ELISE ROBINSON: At this point, we don't believe we reached the sample size that will be associated with that inflection point in ASD GWAS returns. However, we have a GWAS that I would describe as both underpowered, meaning we do not have enough samples, which can sound odd given that we're now up to about 30,000 cases and 30,000 controls. So we have both an underpowered GWAS but we also have an underperforming GWAS, meaning for that number of cases, we don't have the return you might expect given the trajectory of other GWAS in, for example, schizophrenia. We also have some ongoing oddities regarding the stability of the results. So when one does a genome-wide association study, you subject yourself to fairly punitive multiple testing correction where you correct for a million independent tests specifically to avoid the identification of snips that are not actually associated with your outcome of interest. And because the statistical approach to genome-wide association studies is so conservative, what you typically see, for example, for the Crohn's disease or schizophrenia or for height, is once you identify snips with an outcome, you don't lose that many of them. Ideally, you don't lose any of them but you don't lose that many. That is not what seems to be happening with ASD. This is from the PGCASD working groups, unpublished ongoing analysis of our next wave of data. Simply by introducing another 10,000 cases of Danish ancestry, the original GWAS from Broad, that was largely Danish as well. We identified seven new loci. Yay. We lost three of the original five.

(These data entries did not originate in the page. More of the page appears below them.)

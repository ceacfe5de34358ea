//! Integer ids as emitted by the SysAP
//!
//! Name ids and function ids are written as hexadecimal strings in the
//! project description (`nameId="004A"`, `functionId="12"`).

use thiserror::Error;

/// Error type for invalid SysAP ids
#[derive(Debug, Clone, Error, PartialEq, Eq)]
pub enum SysapIdError {
    #[error("id cannot be empty")]
    Empty,

    #[error("'{0}' is not a hexadecimal id")]
    InvalidHex(String),
}

/// Parse a hexadecimal SysAP id, tolerating surrounding whitespace and a `0x` prefix
pub fn parse_sysap_id(s: &str) -> Result<u32, SysapIdError> {
    let trimmed = s.trim();
    let digits = trimmed
        .strip_prefix("0x")
        .or_else(|| trimmed.strip_prefix("0X"))
        .unwrap_or(trimmed);

    if digits.is_empty() {
        return Err(SysapIdError::Empty);
    }

    u32::from_str_radix(digits, 16).map_err(|_| SysapIdError::InvalidHex(s.to_string()))
}

/// Format an id the way the SysAP writes it (four upper-case hex digits)
pub fn format_sysap_id(id: u32) -> String {
    format!("{:04X}", id)
}

#[cfg(test)]
mod tests {
    use super::*;

    #[test]
    fn test_parse_hex_ids() {
        assert_eq!(parse_sysap_id("0001"), Ok(1));
        assert_eq!(parse_sysap_id("004A"), Ok(0x4a));
        assert_eq!(parse_sysap_id("4a"), Ok(0x4a));
        assert_eq!(parse_sysap_id(" 12 "), Ok(0x12));
        assert_eq!(parse_sysap_id("0x2A"), Ok(42));
    }

    #[test]
    fn test_parse_rejects_garbage() {
        assert_eq!(parse_sysap_id(""), Err(SysapIdError::Empty));
        assert_eq!(parse_sysap_id("0x"), Err(SysapIdError::Empty));
        assert_eq!(
            parse_sysap_id("light"),
            Err(SysapIdError::InvalidHex("light".to_string()))
        );
    }

    #[test]
    fn test_format_matches_sysap() {
        assert_eq!(format_sysap_id(0x4a), "004A");
        assert_eq!(parse_sysap_id(&format_sysap_id(0x1234)), Ok(0x1234));
    }
}
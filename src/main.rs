use actix_web::{web, App, HttpServer};
use chirp::{handlers, store};
use env_logger::Builder;
use log::{info, LevelFilter};
use std::path::Path;
use std::{env, io};

#[actix_web::main]
async fn main() -> io::Result<()> {
    dotenvy::dotenv().ok();
    Builder::new()
        .filter_level(LevelFilter::Debug)
        .format_timestamp_secs()
        .init();

    let data_dir = env::var("CHIRP_DATA_DIR").unwrap_or_else(|_| ".".to_string());
    let bind = env::var("CHIRP_BIND").unwrap_or_else(|_| "127.0.0.1:8080".to_string());

    info!("Starting chirp backend...");
    let stores = store::Stores::open(Path::new(&data_dir))
        .map_err(|e| io::Error::new(io::ErrorKind::Other, e))?;
    let stores = web::Data::new(stores);

    info!("Stores ready under {}", data_dir);

    HttpServer::new(move || {
        App::new()
            .app_data(stores.clone())
            .configure(handlers::routes)
    })
    .bind(bind.as_str())?
    .run()
    .await
}
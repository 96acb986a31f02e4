use std::fs;
use std::io;
use std::marker::PhantomData;
use std::path::{Path, PathBuf};
use std::sync::Mutex;

use log::debug;
use serde::de::DeserializeOwned;
use serde::Serialize;
use tempfile::NamedTempFile;
use thiserror::Error;

use crate::models::{Credential, Tweet, User};

#[derive(Debug, Error)]
pub enum StoreError {
    #[error("store file {}: {}", .path.display(), .source)]
    Io {
        path: PathBuf,
        source: io::Error,
    },
    #[error("store file {} is not a valid JSON array: {}", .path.display(), .source)]
    Corrupt {
        path: PathBuf,
        source: serde_json::Error,
    },
    #[error("failed to encode records for {}: {}", .path.display(), .source)]
    Encode {
        path: PathBuf,
        source: serde_json::Error,
    },
    #[error("store lock for {} is poisoned", .0.display())]
    Poisoned(PathBuf),
}

/// Append-only store backed by a single JSON-array file.
///
/// Every write re-serializes the whole array to a sibling temp file and
/// renames it over the original, so readers never observe a partial write
/// and a shorter rewrite cannot leave stale trailing bytes. The mutex
/// serializes the read-modify-write cycle within the process; cross-process
/// coordination is out of scope.
#[derive(Debug)]
pub struct JsonStore<T> {
    path: PathBuf,
    lock: Mutex<()>,
    _record: PhantomData<T>,
}

impl<T> JsonStore<T>
where
    T: Serialize + DeserializeOwned + Clone,
{
    /// Opens the store, creating an empty `[]` file if none exists yet.
    pub fn open(path: impl Into<PathBuf>) -> Result<Self, StoreError> {
        let path = path.into();
        if !path.exists() {
            fs::write(&path, "[]").map_err(|source| StoreError::Io {
                path: path.clone(),
                source,
            })?;
            debug!("initialized empty store at {}", path.display());
        }
        Ok(Self {
            path,
            lock: Mutex::new(()),
            _record: PhantomData,
        })
    }

    pub fn path(&self) -> &Path {
        &self.path
    }

    /// Appends a record and returns it. Duplicates are not detected; every
    /// call grows the store by exactly one record.
    pub fn append(&self, record: T) -> Result<T, StoreError> {
        let _guard = self.guard()?;
        let mut records = self.load()?;
        records.push(record.clone());
        self.persist(&records)?;
        debug!(
            "appended record to {} ({} total)",
            self.path.display(),
            records.len()
        );
        Ok(record)
    }

    /// Returns every stored record in append order.
    pub fn list(&self) -> Result<Vec<T>, StoreError> {
        let _guard = self.guard()?;
        self.load()
    }

    fn guard(&self) -> Result<std::sync::MutexGuard<'_, ()>, StoreError> {
        self.lock
            .lock()
            .map_err(|_| StoreError::Poisoned(self.path.clone()))
    }

    fn load(&self) -> Result<Vec<T>, StoreError> {
        let bytes = fs::read(&self.path).map_err(|source| StoreError::Io {
            path: self.path.clone(),
            source,
        })?;
        serde_json::from_slice(&bytes).map_err(|source| StoreError::Corrupt {
            path: self.path.clone(),
            source,
        })
    }

    fn persist(&self, records: &[T]) -> Result<(), StoreError> {
        let dir = self.path.parent().unwrap_or_else(|| Path::new("."));
        let tmp = NamedTempFile::new_in(dir).map_err(|source| StoreError::Io {
            path: self.path.clone(),
            source,
        })?;
        serde_json::to_writer(tmp.as_file(), records).map_err(|source| StoreError::Encode {
            path: self.path.clone(),
            source,
        })?;
        tmp.persist(&self.path).map_err(|e| StoreError::Io {
            path: self.path.clone(),
            source: e.error,
        })?;
        Ok(())
    }
}

/// The three per-entity stores the service runs on.
pub struct Stores {
    pub users: JsonStore<User>,
    pub credentials: JsonStore<Credential>,
    pub tweets: JsonStore<Tweet>,
}

impl Stores {
    pub fn open(data_dir: &Path) -> Result<Self, StoreError> {
        Ok(Self {
            users: JsonStore::open(data_dir.join("users.json"))?,
            credentials: JsonStore::open(data_dir.join("credentials.json"))?,
            tweets: JsonStore::open(data_dir.join("tweets.json"))?,
        })
    }
}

ELISE ROBINSON: Definitely not yay. And there doesn't seem to be anything untoward regarding methodology happening here. It's almost certainly a function of heterogeneity. And to talk about that a little bit, as many of you likely know, there's been an enormous shift in what is diagnosed with ASD over the last 30 years, and it's become a much more commonly assigned diagnosis. And this shift is actually highly relevant to genetic studies, particularly the type of genetic studies that are aggregating data over time. And that is because people who participated in autism studies in the '90s or in the early '2000s, which is when the large collections really started for genetic analysis purposes, had on average a substantially different behavioral and cognitive profile than the people who are being ascertained into studies today. For example, the ongoing SPARK study that's funded by the Simons Foundation. You can see this in the data in a way that is entirely consistent with one's intuition about the changes that have been going on. For those of you not familiar with the epidemiologic changes, there's inflation of ASD diagnosis at both tails of the severity distribution over the last 30 years. But the inflation at the independent living, high IQ, high educational attainment tail is substantially greater, to an extent that about 30 years ago, 70 to 80 percent of people who were diagnosed with autism met criteria for intellectual disability.

ELISE ROBINSON: In the United States, England and other parts of Western Europe, that rate has fallen below 30% over the last few years, which is an enormous shift in what's been diagnosed with ASD on average at a population level. And to the extent that ASD on average, as it is diagnosed in 2021, is not genetically identical to the average phenotype being diagnosed 1990, we're going to see shifts across our building collections that influence the probability with which results are going to replicate. In the context of two specific collections that I talk about and use a lot, the SPARK data set, which is a phenomenal ongoing activity, as I mentioned, funded by SFARI, that will collect data from more than 50,000 people with ASD over the next several years. And you can reach out to SFARI if you're interested in participating. The SPARK data set is quite different from an earlier SFARI-funded effort and a lot of ways. But two of them reflect inflation at both tails. So SPARK is heavier than SSC in terms of genetic syndromes, and that is because the Simons Simplex Collection had an exclusion criteria and that was very common for the time. So it didn't enroll individuals with ASD who had syndromic features that could be severe intellectual disability, severe seizure disorders, craniofacial dysmorphia, complex medical complications, things of that nature. But SPARK will enroll those individuals. And so there are a number of genetic syndromes that appear in SPARK that you don't see in the SSC data set or others that had similar exclusion criteria.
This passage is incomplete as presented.